=== RECORDS PROVIDED ===

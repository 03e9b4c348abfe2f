//! Socket factory.

use std::rc::Rc;

use greenzmq_core::Hub;
use tracing::debug;

use crate::error::Result;
use crate::options::AdapterOptions;
use crate::raw::ZmqSocket;
use crate::runtime::CompioHub;
use crate::socket::GreenSocket;
use crate::socket_kind::SocketKind;

/// libzmq context that hands out [`GreenSocket`]s.
///
/// Every socket it creates shares the context's hub and adapter options.
///
/// # Examples
///
/// ```rust,no_run
/// use greenzmq::{Context, Flags, SocketKind};
///
/// # async fn example() -> greenzmq::Result<()> {
/// let ctx = Context::new();
/// let push = ctx.socket(SocketKind::Push)?;
/// push.with_raw(|raw| raw.as_zmq().connect("tcp://127.0.0.1:5555"))??;
/// push.send("hello", Flags::NONE).await?;
/// # Ok(())
/// # }
/// ```
#[derive(Clone)]
pub struct Context {
    inner: zmq::Context,
    hub: Rc<dyn Hub>,
    options: AdapterOptions,
}

impl Context {
    /// Fresh libzmq context driven by the compio runtime.
    pub fn new() -> Self {
        Self::with_hub(Rc::new(CompioHub::new()))
    }

    /// Fresh libzmq context with a custom scheduler.
    pub fn with_hub(hub: Rc<dyn Hub>) -> Self {
        Self {
            inner: zmq::Context::new(),
            hub,
            options: AdapterOptions::default(),
        }
    }

    /// Share an existing libzmq context.
    pub fn from_zmq(inner: zmq::Context, hub: Rc<dyn Hub>) -> Self {
        Self {
            inner,
            hub,
            options: AdapterOptions::default(),
        }
    }

    #[must_use]
    pub fn with_options(mut self, options: AdapterOptions) -> Self {
        self.options = options;
        self
    }

    pub fn socket(&self, kind: SocketKind) -> Result<GreenSocket> {
        debug!(%kind, "creating socket");
        let raw = ZmqSocket::new(&self.inner, kind)?;
        Ok(GreenSocket::with_options(
            raw,
            self.hub.clone(),
            self.options.clone(),
        ))
    }

    pub fn get_ref(&self) -> &zmq::Context {
        &self.inner
    }
}

impl Default for Context {
    fn default() -> Self {
        Self::new()
    }
}
//! Socket kind enumeration for ZeroMQ messaging patterns.
//!
//! The kind only matters here for picking a dispatch profile at
//! construction; its messaging semantics belong to libzmq.

use std::fmt;

/// ZeroMQ socket kinds.
///
/// Corresponds to the ZMQ_TYPE socket option.
#[derive(Debug, Clone, Copy, PartialEq, Eq, Hash)]
#[repr(u8)]
pub enum SocketKind {
    /// PAIR socket for exclusive bidirectional communication
    Pair = 0,

    /// PUB socket for publishing messages to subscribers
    Pub = 1,

    /// SUB socket for subscribing to published messages
    Sub = 2,

    /// REQ socket for synchronous request-reply client
    Req = 3,

    /// REP socket for synchronous request-reply server
    Rep = 4,

    /// DEALER socket for asynchronous request-reply patterns
    Dealer = 5,

    /// ROUTER socket for routing messages by identity
    Router = 6,

    /// PULL socket for receiving messages from pushers
    Pull = 7,

    /// PUSH socket for sending messages to pullers
    Push = 8,

    /// XPUB socket for extended publisher with subscription awareness
    XPub = 9,

    /// XSUB socket for extended subscriber with dynamic subscriptions
    XSub = 10,

    /// STREAM socket for raw TCP peers
    Stream = 11,
}

impl SocketKind {
    /// Get the socket kind as a string name.
    pub fn as_str(&self) -> &'static str {
        match self {
            Self::Pair => "PAIR",
            Self::Pub => "PUB",
            Self::Sub => "SUB",
            Self::Req => "REQ",
            Self::Rep => "REP",
            Self::Dealer => "DEALER",
            Self::Router => "ROUTER",
            Self::Pull => "PULL",
            Self::Push => "PUSH",
            Self::XPub => "XPUB",
            Self::XSub => "XSUB",
            Self::Stream => "STREAM",
        }
    }

    /// All kinds, in ZMQ_TYPE order.
    pub const ALL: [Self; 12] = [
        Self::Pair,
        Self::Pub,
        Self::Sub,
        Self::Req,
        Self::Rep,
        Self::Dealer,
        Self::Router,
        Self::Pull,
        Self::Push,
        Self::XPub,
        Self::XSub,
        Self::Stream,
    ];
}

impl fmt::Display for SocketKind {
    fn fmt(&self, f: &mut fmt::Formatter<'_>) -> fmt::Result {
        write!(f, "{}", self.as_str())
    }
}

impl From<zmq::SocketType> for SocketKind {
    fn from(ty: zmq::SocketType) -> Self {
        match ty {
            zmq::SocketType::PAIR => Self::Pair,
            zmq::SocketType::PUB => Self::Pub,
            zmq::SocketType::SUB => Self::Sub,
            zmq::SocketType::REQ => Self::Req,
            zmq::SocketType::REP => Self::Rep,
            zmq::SocketType::DEALER => Self::Dealer,
            zmq::SocketType::ROUTER => Self::Router,
            zmq::SocketType::PULL => Self::Pull,
            zmq::SocketType::PUSH => Self::Push,
            zmq::SocketType::XPUB => Self::XPub,
            zmq::SocketType::XSUB => Self::XSub,
            zmq::SocketType::STREAM => Self::Stream,
        }
    }
}

impl From<SocketKind> for zmq::SocketType {
    fn from(kind: SocketKind) -> Self {
        match kind {
            SocketKind::Pair => Self::PAIR,
            SocketKind::Pub => Self::PUB,
            SocketKind::Sub => Self::SUB,
            SocketKind::Req => Self::REQ,
            SocketKind::Rep => Self::REP,
            SocketKind::Dealer => Self::DEALER,
            SocketKind::Router => Self::ROUTER,
            SocketKind::Pull => Self::PULL,
            SocketKind::Push => Self::PUSH,
            SocketKind::XPub => Self::XPUB,
            SocketKind::XSub => Self::XSUB,
            SocketKind::Stream => Self::STREAM,
        }
    }
}
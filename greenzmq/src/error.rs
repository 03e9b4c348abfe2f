//! greenzmq Error Types
//!
//! Would-block never shows up here on blocking calls: the retry loop absorbs
//! it. Everything else surfaces at the call that produced it.

use std::io;

use greenzmq_core::{Direction, SyncError};
use thiserror::Error;

use crate::socket_kind::SocketKind;

/// Main error type for green socket operations
#[derive(Error, Debug)]
pub enum Error {
    /// Direction not permitted for this socket kind
    #[error("{direction} is not supported on {kind} sockets")]
    Unsupported { kind: SocketKind, direction: Direction },

    /// Error reported by libzmq, passed through unchanged
    ///
    /// On no-block calls this includes `EAGAIN`.
    #[error("ZeroMQ error: {0}")]
    Protocol(#[from] zmq::Error),

    /// The readiness wait itself failed
    #[error("IO error: {0}")]
    Io(#[from] io::Error),

    /// Lock or gate misuse
    #[error("Coordination error: {0}")]
    Sync(SyncError),

    /// Socket closed, possibly while the call was blocked
    #[error("Socket closed")]
    Closed,
}

/// Result type alias for green socket operations
pub type Result<T> = std::result::Result<T, Error>;

impl From<SyncError> for Error {
    fn from(err: SyncError) -> Self {
        match err {
            SyncError::Closed => Self::Closed,
            other => Self::Sync(other),
        }
    }
}

impl Error {
    /// The `EAGAIN` returned by no-block calls that could not proceed
    #[must_use]
    pub const fn would_block() -> Self {
        Self::Protocol(zmq::Error::EAGAIN)
    }

    /// Check if this is the `EAGAIN` of a no-block call
    #[must_use]
    pub fn is_would_block(&self) -> bool {
        matches!(self, Self::Protocol(zmq::Error::EAGAIN))
    }

    /// Check if this error points at a bug in the adapter or its caller
    #[must_use]
    pub const fn is_fatal(&self) -> bool {
        matches!(self, Self::Sync(err) if err.is_fatal())
    }

    /// Check if the socket is gone
    #[must_use]
    pub fn is_closed(&self) -> bool {
        matches!(self, Self::Closed | Self::Protocol(zmq::Error::ETERM))
    }
}
//! DOCX writer: rewrites matched substrings across paragraph runs in place
//! without destroying or re-creating runs, so font/size/color/east-Asian
//! style survive the substitution.
//!
//! Grounded on the teacher's `extraction/docx.rs` (docx handling conventions
//! in this codebase) and `redactor.py`'s run-rewriting writer; uses `docx-rs`
//! for the document object model, the same crate the pack's `docling_rs`
//! example reaches for when it needs to manipulate `.docx` structure.

use std::collections::HashMap;

use docx_rs::{Docx, DocumentChild, Paragraph, ParagraphChild, Run, RunChild, Text, read_docx};

use crate::error::{RedactorError, Result};

/// Rewrites every occurrence of a mapped key across the document's
/// paragraphs, longest match first so "张三丰" is never partially consumed by
/// a replacement targeting "张三".
pub fn redact_docx(docx_bytes: &[u8], entity_map: &HashMap<String, String>) -> Result<Vec<u8>> {
    let docx = read_docx(docx_bytes).map_err(|e| RedactorError::invalid_input(format!("unreadable DOCX: {e}")))?;
    let mut document = docx.document;

    let mut needles: Vec<(&String, &String)> = entity_map.iter().collect();
    needles.sort_by_key(|(original, _)| std::cmp::Reverse(original.chars().count()));

    for child in &mut document.children {
        if let DocumentChild::Paragraph(paragraph) = child {
            rewrite_paragraph(paragraph, &needles);
        }
    }

    let docx = Docx { document, ..docx };
    let mut out = Vec::new();
    docx.build()
        .pack(&mut out)
        .map_err(|e| RedactorError::internal(format!("failed to serialize DOCX: {e}")))?;
    Ok(out)
}

fn run_text(run: &Run) -> String {
    let mut text = String::new();
    for child in &run.children {
        if let RunChild::Text(t) = child {
            text.push_str(&t.text);
        }
    }
    text
}

fn set_run_text(run: &mut Run, new_text: &str) {
    let mut wrote = false;
    for child in &mut run.children {
        if let RunChild::Text(t) = child {
            if !wrote {
                t.text = new_text.to_string();
                wrote = true;
            } else {
                t.text.clear();
            }
        }
    }
    if !wrote {
        run.children.push(RunChild::Text(Text::new(new_text)));
    }
}

/// `(run index, char_start, char_end)` for every run in paragraph order.
fn run_spans(paragraph: &Paragraph) -> Vec<(usize, usize, usize)> {
    let mut spans = Vec::new();
    let mut cursor = 0usize;
    for (idx, child) in paragraph.children.iter().enumerate() {
        if let ParagraphChild::Run(run) = child {
            let len = run_text(run).chars().count();
            spans.push((idx, cursor, cursor + len));
            cursor += len;
        }
    }
    spans
}

/// Finds non-overlapping char-index occurrences of `needle`, skipping spans
/// already claimed by an earlier (longer) needle.
fn locate_all(haystack: &[char], needle: &str, claimed: &mut Vec<(usize, usize)>) -> Vec<(usize, usize)> {
    let needle_chars: Vec<char> = needle.chars().collect();
    if needle_chars.is_empty() || needle_chars.len() > haystack.len() {
        return Vec::new();
    }
    let mut found = Vec::new();
    let mut i = 0;
    while i + needle_chars.len() <= haystack.len() {
        if haystack[i..i + needle_chars.len()] == needle_chars[..] {
            let span = (i, i + needle_chars.len());
            let overlaps = claimed.iter().any(|&(s, e)| span.0 < e && s < span.1);
            if !overlaps {
                claimed.push(span);
                found.push(span);
                i += needle_chars.len();
                continue;
            }
        }
        i += 1;
    }
    found
}

fn rewrite_paragraph(paragraph: &mut Paragraph, needles: &[(&String, &String)]) {
    let full_text: String = paragraph
        .children
        .iter()
        .filter_map(|c| if let ParagraphChild::Run(r) = c { Some(run_text(r)) } else { None })
        .collect();
    if full_text.is_empty() {
        return;
    }
    let chars: Vec<char> = full_text.chars().collect();

    let mut claimed = Vec::new();
    let mut matches: Vec<(usize, usize, String)> = Vec::new();
    for (original, replacement) in needles {
        for (start, end) in locate_all(&chars, original, &mut claimed) {
            matches.push((start, end, (*replacement).clone()));
        }
    }
    if matches.is_empty() {
        return;
    }

    let spans = run_spans(paragraph);

    for (start, end, replacement) in &matches {
        let overlapping: Vec<&(usize, usize, usize)> = spans.iter().filter(|(_, s, e)| *start < *e && *s < *end).collect();
        let Some((majority_idx, ..)) =
            overlapping.iter().max_by_key(|(_, s, e)| (*e).min(*end) - (*s).max(*start)).map(|(i, s, e)| (*i, *s, *e))
        else {
            continue;
        };

        for (idx, _, _) in &overlapping {
            if let Some(ParagraphChild::Run(run)) = paragraph.children.get_mut(*idx) {
                if *idx == majority_idx {
                    set_run_text(run, replacement);
                } else {
                    set_run_text(run, "");
                }
            }
        }
    }
}

#[cfg(test)]
mod tests {
    use super::*;

    #[test]
    fn test_locate_all_claims_longest_match_first() {
        let chars: Vec<char> = "张三丰是宗师".chars().collect();
        let mut claimed = Vec::new();
        let long_hits = locate_all(&chars, "张三丰", &mut claimed);
        assert_eq!(long_hits, vec![(0, 3)]);
        let short_hits = locate_all(&chars, "张三", &mut claimed);
        assert!(short_hits.is_empty(), "shorter needle must not re-claim an already-covered span");
    }

    #[test]
    fn test_locate_all_finds_repeated_occurrences() {
        let chars: Vec<char> = "张三和张三".chars().collect();
        let mut claimed = Vec::new();
        let hits = locate_all(&chars, "张三", &mut claimed);
        assert_eq!(hits, vec![(0, 2), (3, 5)]);
    }

    #[test]
    fn test_run_spans_accumulate_char_lengths() {
        let paragraph = Paragraph::new().add_run(Run::new().add_text("ab")).add_run(Run::new().add_text("cde"));
        let spans = run_spans(&paragraph);
        assert_eq!(spans, vec![(0, 0, 2), (1, 2, 5)]);
    }
}
use serde::{Deserialize, Serialize};

/// Where a candidate entity was produced.
#[derive(Debug, Clone, Copy, PartialEq, Eq, Serialize, Deserialize)]
#[serde(rename_all = "snake_case")]
pub enum EntitySource {
    Regex,
    Ner,
    Manual,
}

impl EntitySource {
    /// Tie-break rank used in cross-validation: higher wins.
    pub fn rank(self) -> u8 {
        match self {
            EntitySource::Regex => 3,
            EntitySource::Ner => 2,
            EntitySource::Manual => 1,
        }
    }
}

/// A detected textual span.
///
/// `start`/`end` are half-open **character** offsets into the document, not
/// byte offsets. Invariants: `start < end <= doc.chars().count()`, `text ==
/// doc.chars().skip(start).take(end - start).collect::<String>()`, and two
/// entities sharing a `coref_id` must end up with the same `replacement`.
#[derive(Debug, Clone, Serialize, Deserialize)]
pub struct Entity {
    pub id: String,
    pub text: String,
    #[serde(rename = "type")]
    pub type_id: String,
    pub start: usize,
    pub end: usize,
    pub page: Option<u32>,
    pub confidence: f32,
    pub source: EntitySource,
    pub coref_id: Option<String>,
    pub replacement: Option<String>,
    pub selected: bool,
}

impl Entity {
    pub fn new(
        text: impl Into<String>,
        type_id: impl Into<String>,
        start: usize,
        end: usize,
        confidence: f32,
        source: EntitySource,
    ) -> Self {
        Self {
            id: String::new(),
            text: text.into(),
            type_id: type_id.into(),
            start,
            end,
            page: None,
            confidence,
            source,
            coref_id: None,
            replacement: None,
            selected: true,
        }
    }

    pub fn len(&self) -> usize {
        self.end - self.start
    }

    pub fn is_empty(&self) -> bool {
        self.end <= self.start
    }
}

#[cfg(test)]
mod tests {
    use super::*;

    #[test]
    fn test_source_rank_ordering() {
        assert!(EntitySource::Regex.rank() > EntitySource::Ner.rank());
        assert!(EntitySource::Ner.rank() > EntitySource::Manual.rank());
    }

    #[test]
    fn test_entity_len() {
        let e = Entity::new("张三", "PERSON", 0, 2, 0.95, EntitySource::Ner);
        assert_eq!(e.len(), 2);
        assert!(!e.is_empty());
    }
}
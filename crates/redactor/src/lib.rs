//! Dual-pipeline PII detection, coreference and redaction engine.
//!
//! A document (text or a scanned image) passes through a detection stage
//! ([`text_detector`] for plain text, [`vision`] for images, fusing an
//! OCR+NER sub-pipeline with a vision-LLM detector), a review stage where
//! [`taxonomy`] decides which entity types are active, and a replacement
//! stage ([`replacement`]) that turns accepted entities into redacted output
//! via one of the [`writers`]. [`core`] wires a whole document through this
//! lifecycle; [`api`] exposes it over HTTP.

pub mod error;
pub mod types;

mod span;

pub mod taxonomy;

pub mod regex_matcher;
pub mod ner;
pub mod ocr;
pub mod vlm;

pub mod text_detector;
pub mod vision;

pub mod replacement;
pub mod writers;

pub mod core;

#[cfg(feature = "api")]
pub mod api;

pub use error::{RedactorError, RedactorWarning, Result};
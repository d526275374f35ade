//! API request and response types.

use std::collections::HashMap;
use std::sync::Arc;

use serde::{Deserialize, Serialize};

use crate::core::TaxonomyStore;
use crate::ner::TextNerClient;
use crate::ocr::OcrClient;
use crate::replacement::ComparisonEntry;
use crate::taxonomy::{EntityTypeConfig, EntityTypeUpdate};
use crate::types::{BoundingBox, IdentifierCategory, ReplacementMode};
use crate::vlm::VlmDetector;

/// API server size limit configuration, mirroring the teacher's
/// `ApiSizeLimits`: controls request-body and multipart-field ceilings.
#[derive(Debug, Clone, Copy)]
pub struct ApiSizeLimits {
    pub max_request_body_bytes: usize,
}

impl Default for ApiSizeLimits {
    fn default() -> Self {
        Self { max_request_body_bytes: 100 * 1024 * 1024 }
    }
}

impl ApiSizeLimits {
    pub fn from_mb(max_request_body_mb: usize) -> Self {
        Self { max_request_body_bytes: max_request_body_mb * 1024 * 1024 }
    }
}

/// Shared server state: the taxonomy store plus the three detector
/// transports, each cheap to clone (an `Arc`-backed client or store handle).
#[derive(Clone)]
pub struct AppState {
    pub taxonomy: Arc<TaxonomyStore>,
    pub ner_client: Arc<TextNerClient>,
    pub ocr_client: Arc<OcrClient>,
    pub vlm_detector: Arc<VlmDetector>,
}

#[derive(Debug, Clone, Serialize, Deserialize)]
pub struct HealthResponse {
    pub status: String,
    pub version: String,
}

pub type TaxonomyListResponse = Vec<EntityTypeConfig>;

#[derive(Debug, Clone, Deserialize)]
pub struct CreateEntityTypeRequest {
    pub name: String,
    pub category: IdentifierCategory,
    pub description: Option<String>,
    #[serde(default)]
    pub examples: Vec<String>,
    #[serde(default = "default_color")]
    pub color: String,
    pub regex_pattern: Option<String>,
    #[serde(default = "default_true")]
    pub use_llm: bool,
    pub tag_template: Option<String>,
}

fn default_color() -> String {
    "#6B7280".to_string()
}
fn default_true() -> bool {
    true
}

pub type UpdateEntityTypeRequest = EntityTypeUpdate;

#[derive(Debug, Clone, Serialize)]
pub struct ToggleResponse {
    pub id: String,
    pub enabled: bool,
}

/// Request body for `POST /redact/text`. `enabled_type_ids` defaults to every
/// enabled taxonomy entry when omitted.
#[derive(Debug, Clone, Deserialize)]
pub struct RedactTextRequest {
    pub text: String,
    #[serde(default = "default_mode")]
    pub mode: ReplacementMode,
    pub enabled_type_ids: Option<Vec<String>>,
    pub custom_map: Option<HashMap<String, String>>,
}

fn default_mode() -> ReplacementMode {
    ReplacementMode::Smart
}

#[derive(Debug, Clone, Serialize)]
pub struct RedactTextResponse {
    pub redacted_text: String,
    pub entity_map: HashMap<String, String>,
    pub comparison: Vec<ComparisonEntry>,
}

/// Request body for `POST /redact/image`. The image is base64-encoded since
/// this is a thin JSON surface, not a multipart upload endpoint.
#[derive(Debug, Clone, Deserialize)]
pub struct RedactImageRequest {
    pub image_base64: String,
    pub width: f32,
    pub height: f32,
    pub ocr_enabled_type_ids: Option<Vec<String>>,
    pub vlm_enabled_type_ids: Option<Vec<String>>,
}

#[derive(Debug, Clone, Serialize)]
pub struct RedactImageResponse {
    pub boxes: Vec<BoundingBox>,
}
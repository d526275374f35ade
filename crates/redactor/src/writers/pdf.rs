//! PDF writer: searches each page for a replaced span's original text, covers
//! every match with a white rectangle, then draws the replacement at the
//! original baseline.
//!
//! Grounded on the teacher's `pdf/text.rs` (pdfium-render document loading
//! convention); the search+cover+redraw sequence itself comes from
//! `redactor.py`'s PDF writer, which drives PyMuPDF's `search_for`.

use std::collections::HashMap;

use pdfium_render::prelude::*;

use crate::error::{RedactorError, Result};

const BASELINE_FONT_SIZE: f32 = 10.0;

/// Rewrites every occurrence of a mapped key in `pdf_bytes`, searching page
/// by page and replacing in descending length order so a longer match is
/// never partially clobbered by a shorter one that is also a substring of it.
pub fn redact_pdf(pdf_bytes: &[u8], entity_map: &HashMap<String, String>) -> Result<Vec<u8>> {
    let pdfium = Pdfium::bind_to_system_library()
        .or_else(|_| Pdfium::bind_to_library(Pdfium::pdfium_platform_library_name_at_path("./")))
        .map_err(|e| RedactorError::internal(format!("failed to bind pdfium: {e}")))?;
    let pdfium = Pdfium::new(pdfium);

    let mut document = pdfium
        .load_pdf_from_byte_slice(pdf_bytes, None)
        .map_err(|e| RedactorError::invalid_input(format!("unreadable PDF: {e}")))?;

    let mut needles: Vec<(&String, &String)> = entity_map.iter().collect();
    needles.sort_by_key(|(original, _)| std::cmp::Reverse(original.chars().count()));

    for mut page in document.pages_mut().iter() {
        for (original, replacement) in &needles {
            let matches = find_matches(&page, original)?;
            for bounds in matches {
                cover_with_white(&mut page, bounds)?;
                draw_replacement(&mut page, bounds, replacement)?;
            }
        }
    }

    document.save_to_bytes().map_err(|e| RedactorError::internal(format!("failed to serialize PDF: {e}")))
}

fn find_matches(page: &PdfPage, needle: &str) -> Result<Vec<PdfRect>> {
    if needle.is_empty() {
        return Ok(Vec::new());
    }
    let text = page.text().map_err(|e| RedactorError::internal(format!("PDF page has no text layer: {e}")))?;
    let mut search = text.search(needle, PdfSearchOptions::new());
    let mut bounds = Vec::new();
    while let Some(segments) = search.find_next() {
        for segment in segments.iter() {
            bounds.push(segment.bounds());
        }
    }
    Ok(bounds)
}

fn cover_with_white(page: &mut PdfPage, bounds: PdfRect) -> Result<()> {
    let rect = PdfPagePathObject::new_rect(
        page.document(),
        bounds,
        None,
        None,
        Some(PdfColor::WHITE),
    )
    .map_err(|e| RedactorError::internal(format!("failed to create cover rectangle: {e}")))?;
    page.objects_mut()
        .add_path_object(rect)
        .map_err(|e| RedactorError::internal(format!("failed to add cover rectangle: {e}")))?;
    Ok(())
}

fn draw_replacement(page: &mut PdfPage, bounds: PdfRect, replacement: &str) -> Result<()> {
    let font = page.document().fonts_mut().helvetica();
    let mut text_object = PdfPageTextObject::new(page.document(), replacement, font, PdfPoints::new(BASELINE_FONT_SIZE))
        .map_err(|e| RedactorError::internal(format!("failed to create replacement text: {e}")))?;
    text_object
        .set_fill_color(PdfColor::BLACK)
        .map_err(|e| RedactorError::internal(format!("failed to color replacement text: {e}")))?;
    text_object
        .translate(bounds.left(), bounds.bottom())
        .map_err(|e| RedactorError::internal(format!("failed to place replacement text: {e}")))?;
    page.objects_mut()
        .add_text_object(text_object)
        .map_err(|e| RedactorError::internal(format!("failed to add replacement text: {e}")))?;
    Ok(())
}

=== REQUIREMENT ===
Begin with the top line of the material and go as far as the line with "use crate::socket::GreenSocket;". Set down those lines exactly, both ends included, and nothing more.

=== EXERCISE RESPONSE ===
repository 03e9b4c348abfe2f
//! Socket factory.

use std::rc::Rc;

use greenzmq_core::Hub;
use tracing::debug;

use crate::error::Result;
use crate::options::AdapterOptions;
use crate::raw::ZmqSocket;
use crate::runtime::CompioHub;
use crate::socket::GreenSocket;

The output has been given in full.